E’ uscito l’anno scorso un libro di Eugenio Lecaldano (Un’etica senza Dio), dove con ampia documentazione antologica si sostiene che è solo mettendo da parte Dio che si può veramente avere una vita morale. Non voglio certamente questa sera stabilire se Lecaldano e gli autori che antologizza abbiano ragione, voglio solo ricordare che c’è chi sostiene che l’assenza di Dio non elimina il problema etico—e ben se ne era accorto il cardinal Martini che aveva istituito proprio qui a Milano la cattedra dei non credenti. Ricordo inoltre che Elie Wiesel una decina di giorni fa (qui alla Milanesiana) ci ha detto che coloro che pensavano che tutto fosse permesso non erano coloro che credevano che Dio fosse morto, ma coloro che credevano di essere Dio.

Però l’idea che non ci siano fatti ma solo interpretazioni non è affatto condivisa da tutto il pensiero contemporaneo, che in gran parte rivolge a Nietzsche e ai sui seguaci le seguenti obiezioni: (1) se non ci fossero fatti ma solo interpretazioni allora di che cosa un’interpretazione sarebbe interpretazione? (2) E se le interpretazioni s’interpretassero tra loro ci dovrebbe essere pur stato un oggetto o un evento iniziale che ci ha spinto a interpretare. (3) Inoltre, anche se l’essere non fosse definibile, bisognerebbe dire chi siamo noi che ne parliamo metaforicamente, e il problema di dire qualcosa di vero si sposterebbe dall’oggetto al soggetto della conoscenza. Dio sarà anche morto ma Nietzsche no. Su quale fondamento giustifichiamo la presenza di Nietzsche? Dicendo che è solo una metafora? Ma se lo è, chi la pronuncia?
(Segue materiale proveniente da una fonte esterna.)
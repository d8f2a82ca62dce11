//! Run command - main tunnel execution

use anyhow::{Context, Result};
use clap::Args;
use dnsveil_core::{Config, RuleRepository};
use dnsveil_tun::TunnelManager;
use std::sync::atomic::{AtomicBool, Ordering};
use std::sync::Arc;
use tracing::{error, info, warn};

/// Run command arguments
#[derive(Args, Debug, Default)]
pub struct RunArgs {
    /// Configuration file
    #[arg(short = 'c', long, value_name = "FILE")]
    pub config: Option<String>,

    /// User blocklist file (one domain per line, # comments)
    #[arg(short = 'b', long, value_name = "FILE")]
    pub blocklist: Option<String>,

    /// Upstream DNS server, overriding the configuration
    #[arg(long, value_name = "IP")]
    pub dns_addr: Option<String>,

    /// Persisted Bloom index path, overriding the configuration
    #[arg(long, value_name = "FILE")]
    pub bloom: Option<String>,

    /// Disable the pre-listed (Bloom) tier
    #[arg(long)]
    pub no_prelisted: bool,

    /// Validate configuration without establishing the tunnel
    #[arg(long)]
    pub dry_run: bool,
}

/// Execute the run command
pub fn execute(args: RunArgs) -> Result<()> {
    info!("Starting dnsveil...");

    let config = load_config(&args)?;
    info!(
        upstreams = config.tunnel.dns_servers.len(),
        filtering = config.filter.enabled,
        prelisted = config.filter.prelisted_enabled,
        "Loaded configuration"
    );

    if args.dry_run {
        warn!("Dry run mode - tunnel will not be established");
        info!("Configuration validated successfully");
        return Ok(());
    }

    let rules = Arc::new(RuleRepository::from_config(&config));
    let manager = Arc::new(TunnelManager::new(config, provider()?));

    manager
        .start(&rules.snapshot())
        .context("Failed to establish the tunnel")?;

    // Any rule change tears the interface down and rebuilds it
    {
        let manager = manager.clone();
        rules.subscribe(move |snapshot| {
            if let Err(e) = manager.apply_updates(snapshot) {
                error!(error = %e, "Failed to rebuild tunnel after rule change");
            }
        });
    }

    // Set up signal handler
    let running = Arc::new(AtomicBool::new(true));
    let r = running.clone();
    ctrlc::set_handler(move || {
        info!("Received interrupt signal, shutting down...");
        r.store(false, Ordering::SeqCst);
    })
    .context("Failed to set signal handler")?;

    while running.load(Ordering::SeqCst) {
        std::thread::sleep(std::time::Duration::from_millis(500));
    }

    if let Some(snapshot) = manager.counters() {
        info!(
            bytes_in = snapshot.bytes_in,
            bytes_out = snapshot.bytes_out,
            dns_queries = snapshot.dns_queries,
            dns_blocked = snapshot.dns_blocked,
            "Final session counters"
        );
    }
    manager.stop();
    info!("dnsveil stopped");

    Ok(())
}

#[cfg(target_os = "linux")]
fn provider() -> Result<Box<dyn dnsveil_tun::TunProvider>> {
    Ok(Box::new(dnsveil_tun::LinuxTunProvider::new()))
}

#[cfg(not(target_os = "linux"))]
fn provider() -> Result<Box<dyn dnsveil_tun::TunProvider>> {
    anyhow::bail!("The tunnel device is only supported on Linux")
}

fn load_config(args: &RunArgs) -> Result<Config> {
    let mut config = if let Some(ref config_path) = args.config {
        Config::load(config_path)
            .with_context(|| format!("Failed to load config from {}", config_path))?
    } else {
        Config::default()
    };

    // Apply command-line overrides
    if let Some(ref dns) = args.dns_addr {
        let ip: std::net::Ipv4Addr = dns
            .parse()
            .with_context(|| format!("Invalid DNS address: {}", dns))?;
        config.tunnel.dns_servers = vec![ip];
    }

    if let Some(ref bloom) = args.bloom {
        config.filter.bloom_path = Some(bloom.into());
    }

    if args.no_prelisted {
        config.filter.prelisted_enabled = false;
    }

    if let Some(ref blocklist_path) = args.blocklist {
        let domains = load_blocklist(blocklist_path)?;
        info!(count = domains.len(), "Loaded user blocklist");
        config.filter.user_domains = domains;
    }

    config.validate()?;
    Ok(config)
}

fn load_blocklist(path: &str) -> Result<Vec<String>> {
    let content = std::fs::read_to_string(path)
        .with_context(|| format!("Failed to read blocklist file: {}", path))?;

    let domains: Vec<String> = content
        .lines()
        .filter(|line| {
            let line = line.trim();
            !line.is_empty() && !line.starts_with('#')
        })
        .map(|s| s.trim().to_lowercase())
        .collect();

    Ok(domains)
}

#[cfg(test)]
mod tests {
    use super::*;

    #[test]
    fn test_load_blocklist() {
        let content = "# Comment\nexample.com\n  Test.org  \n\nfoo.bar\n";
        let temp_dir = tempfile::tempdir().unwrap();
        let path = temp_dir.path().join("blocklist.txt");
        std::fs::write(&path, content).unwrap();

        let domains = load_blocklist(path.to_str().unwrap()).unwrap();
        assert_eq!(domains.len(), 3);
        assert!(domains.contains(&"example.com".to_string()));
        assert!(domains.contains(&"test.org".to_string()));
        assert!(domains.contains(&"foo.bar".to_string()));
    }

    #[test]
    fn test_overrides() {
        let args = RunArgs {
            dns_addr: Some("9.9.9.9".to_string()),
            no_prelisted: true,
            ..Default::default()
        };
        let config = load_config(&args).unwrap();
        assert_eq!(
            config.tunnel.dns_servers,
            vec![std::net::Ipv4Addr::new(9, 9, 9, 9)]
        );
        assert!(!config.filter.prelisted_enabled);
    }

    #[test]
    fn test_invalid_dns_addr() {
        let args = RunArgs {
            dns_addr: Some("not-an-ip".to_string()),
            ..Default::default()
        };
        assert!(load_config(&args).is_err());
    }
}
Non solo, ma anche se della realtà si parlasse spesso per metafore, per elaborarle occorre che esistano parole che abbiano un significato letterale e denotino cose che conosciamo per esperienza: non posso chiamare gamba il sostegno del tavolo se non ho una nozione non metaforica della gamba umana, conoscendone forma e funzione. (4) Infine, ad affermare che non esiste più un criterio intersoggettivo di verifica, si dimentica che ogni tanto ciò che sta fuori di noi (e che Nietzsche chiamava le forze terribili) si oppone ai nostri tentativi di esprimerlo sia pure metaforicamente; che ad applicare, che so, la teoria del flogisto a un’infiammazione non si riesce a guarirla, mentre ricorrendo agli antibiotici sì; e che dunque esiste una teoria medica migliore di un’altra.

Dunque l’Assoluto non sarà né pensabile né attingibile, ma esistono delle forze naturali che assecondano o sfidano le nostre interpretazioni. Se io interpreto una porta aperta dipinta in trompe l’oeil come una porta vera e vado dritto per attraversarla, quel fatto che il muro è impenetrabile delegittimerà la mia interpretazione.

Ci deve essere un modo in cui le cose stanno o vanno — e la prova è non solo che tutti gli uomini sono mortali ma anche che, se tento di passare attraverso un muro, mi rompo il setto nasale. La morte e quel muro sono l’unica forma di Assoluto di cui non possiamo dubitare.

L’evidenza di quel muro, che ci dice "no" quando noi vogliamo interpretarlo come se non ci fosse, sarà forse criterio di verità assai modesto per i custodi dell’Assoluto, ma, per parafrasare Keats, "questo è tutto ciò che voi sapete in terra e tutto ciò che vi occorre sapere".